Intruders who accessed production system remained undetected for at least five days.
Stack Overflow said hackers obtained private data for about 250 users after breaching the site and spending the next week escalating their access.
“While our overall user database was not compromised, we have identified privileged Web requests that the attacker made that could have returned IP address, names, or emails for a very small number of Stack Exchange users,” Mary Ferguson, Stack Overflow VP of Engineering, wrote in a blog post published Friday. “Our team is currently reviewing these logs and will be providing appropriate notifications to any users who are impacted.”
In an update, Ferguson said investigators now estimate the number at 250 public network users. Officials for the developer community site will notify those affected. The company first disclosed the breach on Thursday in a four-sentence post that said “some level of production access was gained on May 11.”
In Friday’s update, Ferguson said the intrusion started on May 5, when an attacker exploited a bug in a new build deployed to the development tier of stackoverflow.com. The access allowed the attacker to log into the development tier and then escalate access to a production version of the site. The attacker has since been removed from the network.
“Between May 5 and May 11, the intruder contained their activities to exploration,” Ferguson wrote. “On May 11, the intruder made a change to our system to grant themselves a privileged access on production. This change was quickly identified and we revoked their access network-wide, began investigating the intrusion, and began taking steps to remediate the intrusion.”
To minimize the damage hackers can do, Stack Overflow maintains separate systems for the site’s Teams, Business, and Enterprise customers. So far, investigators have found no evidence that these systems or the customer data belonging to them were access. The company’s advertising and talent businesses were also not affected, the VP said. Stack Overflow has about 10 million registered users.

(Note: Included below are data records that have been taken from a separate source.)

//! Tests for game configuration loading.

use weatherle::{GameConfig, DEFAULT_SUGGESTION_LIMIT, MAX_ATTEMPTS};

#[test]
fn test_defaults() {
    let config = GameConfig::default();

    assert_eq!(*config.max_attempts(), MAX_ATTEMPTS);
    assert_eq!(*config.max_attempts(), 6);
    assert_eq!(*config.suggestion_limit(), DEFAULT_SUGGESTION_LIMIT);
    assert!(config.worker_url().starts_with("https://"));
}

#[test]
fn test_from_file_reads_all_fields() {
    let dir = tempfile::tempdir().expect("temp dir");
    let path = dir.path().join("weatherle.toml");
    std::fs::write(
        &path,
        r#"
worker_url = "http://localhost:8787/"
max_attempts = 3
suggestion_limit = 5
"#,
    )
    .expect("write config");

    let config = GameConfig::from_file(&path).expect("load config");

    assert_eq!(config.worker_url(), "http://localhost:8787/");
    assert_eq!(*config.max_attempts(), 3);
    assert_eq!(*config.suggestion_limit(), 5);
}

#[test]
fn test_from_file_missing_fields_use_defaults() {
    let dir = tempfile::tempdir().expect("temp dir");
    let path = dir.path().join("weatherle.toml");
    std::fs::write(&path, "worker_url = \"http://localhost:8787/\"\n").expect("write config");

    let config = GameConfig::from_file(&path).expect("load config");

    assert_eq!(config.worker_url(), "http://localhost:8787/");
    assert_eq!(*config.max_attempts(), MAX_ATTEMPTS);
    assert_eq!(*config.suggestion_limit(), DEFAULT_SUGGESTION_LIMIT);
}

#[test]
fn test_from_file_malformed_toml_errors() {
    let dir = tempfile::tempdir().expect("temp dir");
    let path = dir.path().join("weatherle.toml");
    std::fs::write(&path, "worker_url = [not toml").expect("write config");

    let err = GameConfig::from_file(&path).expect_err("malformed config");
    assert!(err.message.contains("parse"));
}

#[test]
fn test_from_file_missing_file_errors() {
    let dir = tempfile::tempdir().expect("temp dir");
    let path = dir.path().join("nope.toml");

    let err = GameConfig::from_file(&path).expect_err("missing config");
    assert!(err.message.contains("read"));
}

#[test]
fn test_with_worker_url_overrides() {
    let config = GameConfig::default().with_worker_url("http://localhost:8787/".to_string());

    assert_eq!(config.worker_url(), "http://localhost:8787/");
}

Stack Overflow is now in the process of auditing all logs and databases in an attempt to trace the intruder’s steps. It has also fixed the original weaknesses that allowed the intrusion and escalation to happen. The company has retained a third-party forensics and incident response firm to assist in both remediation and evaluation of systems and security levels. Ferguson said Stack Overflow will provide more information once the investigation concludes.